Phase II of doxorubicin/taxol in metastatic breast cancer

Abstract

Purpose. To assess the response rate, survival, and toxicity of Taxol®(paclitaxel) as 1‐h infusion plus doxorubicin as first‐line treatment for patients with metastatic breast cancer (MBC). Patients and methods. Seventy‐six patients with untreated MBC were recruited. All of them had measurable disease and were evaluable for toxicity. Fifty‐five percent of the patients had visceral involvement. The dose of doxorubicin was fixed at 50 mg/m² as a short intravenous infusion, followed by 200 mg/m² of Taxol as a 1‐h intravenous infusion. Doxorubicin was administered during the first seven cycles, continuing with Taxol only up to a maximum of ten cycles. Results.

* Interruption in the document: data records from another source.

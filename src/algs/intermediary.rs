//! Derive intermediary entities (edges, faces) from cell → vertex tables.
//!
//! Every sub-entity produced by a parent's template is canonicalized by its
//! sorted vertex tuple. The first occurrence gets the next dense id and keeps
//! its orientation; later occurrences reuse that id.

use hashbrown::HashMap;
use hashbrown::hash_map::Entry;
use log::debug;

use crate::debug_invariants::DebugInvariants;
use crate::mesh_error::MeshStreamError;
use crate::topology::{Csr, Template, template_for};

/// Result of [`build_intermediary`].
#[derive(Debug, Clone, Default)]
pub struct Intermediary {
    /// Derived entity → vertices, first-discovered orientation.
    pub forward: Csr,
    /// Parent row → derived entity ids, template order.
    pub reverse: Csr,
    /// Sorted vertex tuple → derived entity id.
    pub registry: HashMap<Vec<usize>, usize>,
}

impl Intermediary {
    pub fn num_entities(&self) -> usize {
        self.forward.num_rows()
    }

    /// Id of the derived entity spanned by `vertices`, in any order.
    pub fn lookup(&self, vertices: &[usize]) -> Option<usize> {
        let mut key = vertices.to_vec();
        key.sort_unstable();
        self.registry.get(&key).copied()
    }
}

/// Derive the `dim`-dimensional entities of the `parent_dim`-dimensional rows
/// of `c2v`.
///
/// Parents are visited in row order, or in increasing `p2m[row]` (global id)
/// when `p2m` is given, so that numbering does not depend on how rows were
/// distributed. `reverse` is indexed by row either way.
pub fn build_intermediary(
    dim: usize,
    parent_dim: usize,
    c2v: &Csr,
    p2m: Option<&[usize]>,
) -> Result<Intermediary, MeshStreamError> {
    let rows = c2v.num_rows();
    let mut templates: Vec<Template> = Vec::with_capacity(rows);
    let mut offsets = Vec::with_capacity(rows + 1);
    offsets.push(0);
    for verts in c2v.rows() {
        let t = template_for(dim, parent_dim, verts.len())?;
        let last = offsets[offsets.len() - 1];
        offsets.push(last + t.count(verts.len()));
        templates.push(t);
    }

    let mut order: Vec<usize> = (0..rows).collect();
    if let Some(p2m) = p2m {
        if p2m.len() != rows {
            return Err(MeshStreamError::LengthMismatch {
                what: "p2m",
                expected: rows,
                found: p2m.len(),
            });
        }
        order.sort_by_key(|&r| p2m[r]);
    }

    let total = offsets[rows];
    let mut reverse_ids = vec![0usize; total];
    let mut forward = Csr::with_capacity(total / 2, total);
    let mut registry: HashMap<Vec<usize>, usize> = HashMap::with_capacity(total / 2);

    for &r in &order {
        let mut slot = offsets[r];
        templates[r].for_each(c2v.row(r), |sub| {
            let mut key = sub.to_vec();
            key.sort_unstable();
            let id = match registry.entry(key) {
                Entry::Occupied(e) => *e.get(),
                Entry::Vacant(e) => {
                    let id = forward.num_rows();
                    forward.push_row(sub.iter().copied());
                    *e.insert(id)
                }
            };
            reverse_ids[slot] = id;
            slot += 1;
        });
    }

    forward.debug_assert_invariants();
    debug!(
        "derived {} {dim}D entities from {rows} {parent_dim}D parents",
        forward.num_rows()
    );
    Ok(Intermediary {
        forward,
        reverse: Csr {
            offsets,
            indices: reverse_ids,
        },
        registry,
    })
}

#[cfg(test)]
mod tests {
    use super::*;

    #[test]
    fn shared_edge_gets_one_id() {
        // two triangles sharing edge {1, 2}, seen as (1,2) and (2,1)
        let c2v = Csr::from_rows([vec![0, 1, 2], vec![2, 1, 3]]);
        let inter = build_intermediary(1, 2, &c2v, None).unwrap();
        assert_eq!(inter.num_entities(), 5);
        let shared = inter.lookup(&[2, 1]).unwrap();
        assert!(inter.reverse.row(0).contains(&shared));
        assert!(inter.reverse.row(1).contains(&shared));
        assert_eq!(inter.forward.row(shared), &[1, 2]);
        let occurrences = inter
            .forward
            .rows()
            .filter(|r| {
                let mut r = r.to_vec();
                r.sort_unstable();
                r == [1, 2]
            })
            .count();
        assert_eq!(occurrences, 1);
    }

    #[test]
    fn global_order_decides_numbering() {
        let c2v = Csr::from_rows([vec![2, 1, 3], vec![0, 1, 2]]);
        let inter = build_intermediary(1, 2, &c2v, Some(&[11, 10])).unwrap();
        // row 1 (global 10) is visited first
        assert_eq!(inter.reverse.row(1), &[0, 1, 2]);
        assert_eq!(inter.forward.row(0), &[0, 1]);
        assert_eq!(inter.reverse.row(0), &[1, 3, 4]);
    }

    #[test]
    fn hex_faces_are_shared() {
        // two unit hexes stacked in z
        let c2v = Csr::from_rows([
            vec![0, 1, 2, 3, 4, 5, 6, 7],
            vec![4, 5, 6, 7, 8, 9, 10, 11],
        ]);
        let inter = build_intermediary(2, 3, &c2v, None).unwrap();
        assert_eq!(inter.num_entities(), 11);
        // top of the first hex is the bottom of the second
        assert_eq!(inter.reverse.row(0)[5], inter.reverse.row(1)[4]);
    }

    #[test]
    fn unknown_shape_is_an_error() {
        let c2v = Csr::from_rows([vec![0, 1, 2, 3, 4, 5]]);
        assert!(matches!(
            build_intermediary(2, 3, &c2v, None),
            Err(MeshStreamError::MissingTemplate { len: 6, .. })
        ));
        assert!(build_intermediary(1, 2, &c2v, Some(&[0, 1])).is_err());
    }
}
#![allow(dead_code)]
use std::path::PathBuf;

use mesh_stream::{
    algs::communicator::RayonComm,
    io::MeshSource,
    io::definition::MeshDefinition,
    io::memory::MemoryMesh,
    topology::BlockKind,
};

fn one_based(rows: &[Vec<usize>]) -> Vec<i64> {
    rows.iter().flatten().map(|&v| v as i64 + 1).collect()
}

/// 2×2 quads on a 3×3 vertex grid; vertex `(i, j)` is `3 * j + i`, cell
/// `(i, j)` is `2 * j + i`.
pub fn quad_2x2() -> MemoryMesh {
    let v = |i: usize, j: usize| 3 * j + i;
    let mut cells = Vec::new();
    for j in 0..2 {
        for i in 0..2 {
            cells.push(vec![v(i, j), v(i + 1, j), v(i + 1, j + 1), v(i, j + 1)]);
        }
    }
    let xs = (0..9).map(|n| (n % 3) as f64).collect();
    let ys = (0..9).map(|n| (n / 3) as f64).collect();
    MemoryMesh::new(2)
        .title("quad 2x2")
        .fixed_block(1, "QUAD4", 4, one_based(&cells))
        .coords(vec![xs, ys])
}

/// Quads, an empty block, triangles, polygons and a trailing triangle.
pub fn mixed_2d() -> MemoryMesh {
    let xs = (0..12).map(|n| n as f64 * 0.5).collect();
    let ys = (0..12).map(|n| (n / 4) as f64).collect();
    MemoryMesh::new(2)
        .title("mixed")
        .fixed_block(10, "quad4", 4, one_based(&[vec![0, 1, 5, 4], vec![1, 2, 6, 5]]))
        .empty_block(20, "quad4")
        .fixed_block(
            30,
            "tri",
            3,
            one_based(&[vec![2, 3, 7], vec![2, 7, 6], vec![4, 5, 8]]),
        )
        .polygon_block(40, vec![4, 5], one_based(&[vec![5, 6, 9, 8], vec![6, 7, 10, 11, 9]]))
        .fixed_block(50, "shell4", 4, one_based(&[vec![3, 10, 7, 2]]))
        .coords(vec![xs, ys])
}

/// Structured `nx × ny × nz` hexahedra in one block.
pub fn hex_box(nx: usize, ny: usize, nz: usize) -> MemoryMesh {
    let v = |i: usize, j: usize, k: usize| i + (nx + 1) * (j + (ny + 1) * k);
    let mut cells = Vec::new();
    for k in 0..nz {
        for j in 0..ny {
            for i in 0..nx {
                cells.push(vec![
                    v(i, j, k),
                    v(i + 1, j, k),
                    v(i + 1, j + 1, k),
                    v(i, j + 1, k),
                    v(i, j, k + 1),
                    v(i + 1, j, k + 1),
                    v(i + 1, j + 1, k + 1),
                    v(i, j + 1, k + 1),
                ]);
            }
        }
    }
    let n = (nx + 1) * (ny + 1) * (nz + 1);
    let mut coords = vec![Vec::with_capacity(n); 3];
    for k in 0..=nz {
        for j in 0..=ny {
            for i in 0..=nx {
                coords[0].push(i as f64);
                coords[1].push(j as f64);
                coords[2].push(k as f64);
            }
        }
    }
    MemoryMesh::new(3)
        .title("hex box")
        .fixed_block(1, "hex8", 8, one_based(&cells))
        .coords(coords)
}

/// One hexahedron, then a polyhedral block of two cells (face rows).
pub fn polyhedral_3d() -> MemoryMesh {
    let mut mesh = hex_box(1, 1, 1);
    mesh = mesh.polyhedron_block(2, vec![6, 4], (1..=10).collect());
    mesh
}

/// Every cell's row decoded straight from the stored blocks: vertex rows,
/// or face rows for polyhedral blocks.
pub fn reference_rows(mesh: &MemoryMesh) -> Vec<Vec<usize>> {
    let mut out = Vec::new();
    for b in mesh.blocks() {
        let kind = BlockKind::from_type_name(&b.info.elem_type, b.info.num_elem);
        let flat: Vec<usize> = match kind {
            BlockKind::Polyhedron => b.faces.iter().map(|&f| f as usize - 1).collect(),
            _ => b.nodes.iter().map(|&v| v as usize - 1).collect(),
        };
        match kind {
            BlockKind::Empty => {}
            BlockKind::Polygon | BlockKind::Polyhedron => {
                let mut at = 0;
                for &n in &b.counts {
                    out.push(flat[at..at + n].to_vec());
                    at += n;
                }
            }
            _ => {
                let npe = b.info.num_nodes_per_elem;
                out.extend(flat.chunks(npe).map(<[usize]>::to_vec));
            }
        }
    }
    out
}

/// Row of `cell` through the reader: vertices, or faces for polyhedra.
pub fn stream_row<S: MeshSource>(def: &mut MeshDefinition<S>, cell: usize) -> Vec<usize> {
    let dim = def.dimension();
    match def.entities(dim, 0, cell) {
        Ok(row) => row,
        Err(_) => def.entities(dim, dim - 1, cell).expect("face row"),
    }
}

/// Scratch file path unique to this test process.
pub fn temp_path(name: &str) -> PathBuf {
    std::env::temp_dir().join(format!("mesh_stream_{}_{name}", std::process::id()))
}

/// Two-rank in-process comms (ranks 0 and 1).
pub fn rayons() -> (RayonComm, RayonComm) {
    (RayonComm::new(0, 2), RayonComm::new(1, 2))
}

/// Assert vec is a permutation of another vec (order-agnostic).
pub fn assert_permutation<T: Ord + Copy + std::fmt::Debug>(got: &[T], want: &[T]) {
    let mut a = got.to_vec();
    a.sort_unstable();
    let mut b = want.to_vec();
    b.sort_unstable();
    assert_eq!(a, b, "not a permutation\n got={:?}\nwant={:?}", got, want);
}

Neutropenia was the most important toxicity: 30% grade 3 and 18% grade 4. Only 2 patients showed a decrease in the left ventricular ejection fraction (LVEF) which caused discontinuing the treatment. No clinical congestive heart failure (CHF) was observed. Seventy‐four patients were eligible for response evaluation: 10 (14%) achieved complete response (CR) and 46 (62%) achieved partial response (PR). The mean duration of response was 13.47± 1.35 months (95% confidence interval (CI): 10.82; 16.12) and the mean survival was 21.50± 1.42 months (95% CI: 18.72; 24.29). Conclusion. The overall response (OR) rate was 76%. No CHF was assessed and 2 patients stopped treatment due to LVEF decrease. Although doxorubicin 50 mg/m² followed by Taxol 200 mg/m² in 1‐h intravenous infusion presents a toxicity profile which demands a close follow‐up, it represents a convenient outpatient schedule with similar activity rate compared to longer Taxol infusions.